Tolerance of uncertainty

Nobody likes uncertainty—in life or in clinical medicine; genetic counselors and nongenetic clinicians alike are often frustrated when receiving an uncertain result. However, uncertainty is in fact an inherent aspect of medical diagnosis in general. There are multiple examples of pathologic diagnoses that convey uncertainty; for example, atypical squamous cells of undetermined significance (ASCUS) and monoclonal gammopathy of undetermined significance (MGUS). It is appropriate to report uncertainty in a diagnosis when the clinical significance is not clear, and this principle should equally apply to genomic medicine.

Several studies have indicated that patients and research subjects have overall good understanding and tolerance for uncertainty in genomic sequencing.^{13, 14} This indicates that there is likely increased potential for harm in under- or overcalling the clinical significance of variants than there is in conveying uncertainty when reporting results. If patients and research subjects are able to tolerate uncertainty in these analyses, surely the medical community can as well, provided the inherent potential for uncertainty in current genomic sequencing tests is conveyed effectively prior to testing and upon delivery of results. It falls upon the genetic community to make this potential for uncertainty clear and not overhype the diagnostic potential of genomic sequencing.

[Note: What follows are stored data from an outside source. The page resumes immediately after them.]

//! Static field registry
//!
//! Every attribute an interface record may carry is declared once, with the
//! value type it accepts and the class it belongs to. The registry is built
//! lazily on first use and shared read-only afterwards.

use std::collections::HashMap;
use std::net::IpAddr;
use std::sync::OnceLock;

use crate::error::ConfigError;
use crate::kind::InterfaceKind;
use crate::types::{flags_match, FieldValue, MacAddr};

/// Value type accepted by a field
#[derive(Debug, Clone, Copy, PartialEq, Eq)]
pub enum ValueKind {
    Int,
    Text,
    Mac,
    Ip,
}

/// Where a field comes from and whether it is sent to the kernel
#[derive(Debug, Clone, Copy, PartialEq, Eq)]
pub enum FieldClass {
    /// Generic link attribute
    Common,
    /// Kind specific attribute, nested in the link info of a message
    KindData,
    /// Mirror bookkeeping, never sent to the kernel
    Virtual,
}

#[derive(Debug)]
pub struct FieldSpec {
    pub name: &'static str,
    pub kind: ValueKind,
    pub class: FieldClass,
}

pub(crate) const fn common(name: &'static str, kind: ValueKind) -> FieldSpec {
    FieldSpec {
        name,
        kind,
        class: FieldClass::Common,
    }
}

pub(crate) const fn data(name: &'static str, kind: ValueKind) -> FieldSpec {
    FieldSpec {
        name,
        kind,
        class: FieldClass::KindData,
    }
}

pub static COMMON_FIELDS: &[FieldSpec] = &[
    common("index", ValueKind::Int),
    common("flags", ValueKind::Int),
    common("ifname", ValueKind::Text),
    common("address", ValueKind::Mac),
    common("broadcast", ValueKind::Mac),
    common("mtu", ValueKind::Int),
    common("link", ValueKind::Int),
    common("qdisc", ValueKind::Text),
    common("master", ValueKind::Int),
    common("txqlen", ValueKind::Int),
    common("operstate", ValueKind::Text),
    common("linkmode", ValueKind::Int),
    common("ifalias", ValueKind::Text),
    common("net_ns_pid", ValueKind::Int),
    common("net_ns_fd", ValueKind::Int),
    common("group", ValueKind::Int),
    common("promiscuity", ValueKind::Int),
    common("num_tx_queues", ValueKind::Int),
    common("num_rx_queues", ValueKind::Int),
    common("carrier", ValueKind::Int),
    common("kind", ValueKind::Text),
    common("peer", ValueKind::Text),
    common("vlan_id", ValueKind::Int),
    common("bond_mode", ValueKind::Int),
];

pub static VIRTUAL_FIELDS: &[FieldSpec] = &[FieldSpec {
    name: "ipdb_priority",
    kind: ValueKind::Int,
    class: FieldClass::Virtual,
}];

/// Name-indexed view over every declared field
#[derive(Debug)]
pub struct FieldRegistry {
    by_name: HashMap<&'static str, &'static FieldSpec>,
}

/// The process-wide registry
pub fn registry() -> &'static FieldRegistry {
    static REGISTRY: OnceLock<FieldRegistry> = OnceLock::new();
    REGISTRY.get_or_init(FieldRegistry::build)
}

impl FieldRegistry {
    fn build() -> Self {
        let mut by_name = HashMap::new();
        let kind_fields = InterfaceKind::builtin()
            .iter()
            .flat_map(|kind| kind.data_fields().iter());

        for spec in COMMON_FIELDS.iter().chain(VIRTUAL_FIELDS).chain(kind_fields) {
            // a common declaration wins over a kind one with the same name
            by_name.entry(spec.name).or_insert(spec);
        }
        Self { by_name }
    }

    pub fn get(&self, name: &str) -> Option<&'static FieldSpec> {
        self.by_name.get(name).copied()
    }

    pub fn spec(&self, name: &str) -> Result<&'static FieldSpec, ConfigError> {
        self.get(name).ok_or_else(|| ConfigError::UnknownField {
            field: name.to_string(),
        })
    }

    pub fn len(&self) -> usize {
        self.by_name.len()
    }

    pub fn is_empty(&self) -> bool {
        self.by_name.is_empty()
    }

    /// Check that `value` has the type declared for `name`
    pub fn validate(&self, name: &str, value: &FieldValue) -> Result<&'static FieldSpec, ConfigError> {
        let spec = self.spec(name)?;
        let valid = matches!(
            (spec.kind, value),
            (ValueKind::Int, FieldValue::Int(_))
                | (ValueKind::Text, FieldValue::Text(_))
                | (ValueKind::Mac, FieldValue::Mac(_))
                | (ValueKind::Ip, FieldValue::Ip(_))
        );
        if !valid {
            return Err(ConfigError::InvalidValue {
                field: name.to_string(),
                value: value.to_string(),
            });
        }
        Ok(spec)
    }

    /// Convert a JSON value into the type declared for `name`
    pub fn coerce(&self, name: &str, value: &serde_json::Value) -> Result<(&'static FieldSpec, FieldValue), ConfigError> {
        let spec = self.spec(name)?;
        let invalid = || ConfigError::InvalidValue {
            field: name.to_string(),
            value: value.to_string(),
        };

        let converted = match (spec.kind, value) {
            (ValueKind::Int, serde_json::Value::Number(number)) => {
                FieldValue::Int(number.as_i64().ok_or_else(invalid)?)
            }
            (ValueKind::Int, serde_json::Value::String(text)) => {
                FieldValue::Int(text.parse().map_err(|_| invalid())?)
            }
            (ValueKind::Text, serde_json::Value::String(text)) => FieldValue::Text(text.clone()),
            (ValueKind::Mac, serde_json::Value::String(text)) => {
                FieldValue::Mac(text.parse::<MacAddr>().map_err(|_| invalid())?)
            }
            (ValueKind::Ip, serde_json::Value::String(text)) => {
                FieldValue::Ip(text.parse::<IpAddr>().map_err(|_| invalid())?)
            }
            _ => return Err(invalid()),
        };
        Ok((spec, converted))
    }
}

/// Field comparison used by diffs and convergence targets.
///
/// Flags only count the bits a user may request.
pub fn values_match(name: &str, left: Option<&FieldValue>, right: Option<&FieldValue>) -> bool {
    match (name, left, right) {
        ("flags", Some(FieldValue::Int(left)), Some(FieldValue::Int(right))) => {
            flags_match(*left, *right)
        }
        _ => left == right,
    }
}

#[cfg(test)]
mod tests {
    use super::*;
    use crate::types::{IFF_RUNNING, IFF_UP};
    use serde_json::json;

    #[test]
    fn test_registry_lookup() {
        let registry = registry();
        assert_eq!(registry.spec("mtu").unwrap().kind, ValueKind::Int);
        assert_eq!(registry.spec("br_stp_state").unwrap().class, FieldClass::KindData);
        assert_eq!(registry.spec("vlan_id").unwrap().class, FieldClass::Common);
        assert_eq!(registry.spec("ipdb_priority").unwrap().class, FieldClass::Virtual);
        assert!(matches!(
            registry.spec("no_such_field"),
            Err(ConfigError::UnknownField { .. })
        ));
    }

    #[test]
    fn test_validate_type() {
        let registry = registry();
        assert!(registry.validate("mtu", &FieldValue::Int(1400)).is_ok());
        assert!(registry.validate("mtu", &FieldValue::from("1400")).is_err());
        assert!(registry.validate("ifname", &FieldValue::from("eth0")).is_ok());
    }

    #[test]
    fn test_coerce_json() {
        let registry = registry();
        let (_, mtu) = registry.coerce("mtu", &json!("1500")).unwrap();
        assert_eq!(mtu, FieldValue::Int(1500));

        let (_, address) = registry.coerce("address", &json!("52:54:00:12:34:56")).unwrap();
        assert!(address.as_mac().is_some());

        assert!(registry.coerce("address", &json!(12)).is_err());
    }

    #[test]
    fn test_flags_compare_masked() {
        let current = FieldValue::Int(IFF_UP | IFF_RUNNING);
        let desired = FieldValue::Int(IFF_UP);
        assert!(values_match("flags", Some(&current), Some(&desired)));
        assert!(!values_match("mtu", Some(&current), Some(&desired)));
        assert!(values_match("mtu", None, None));
    }
}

Medical genetics is a field that has historically embraced new technologies and advancements in knowledge. There is huge potential and power in use of genomic sequencing for genetic diagnosis. This has already been realized to a large extent in human genetics, both in the identification of novel genes associated with genetic disorders, and in the identification of the cause of genetic disease in many individuals and families. It has been especially useful for diagnosing disorders with genetic heterogeneity and those that are clinically difficult to diagnose. It holds potential for genomic screening of healthy individuals—but the perils of overcalling the clinical significance of results loom especially large in this context and must be carefully considered before implementation. Uncertainty is an inevitable feature of being at the forefront of adapting new technologies to clinical care. We have a responsibility to fellow clinicians and to our patients to be clear when a result is clearly diagnostic and when there is some level of uncertainty.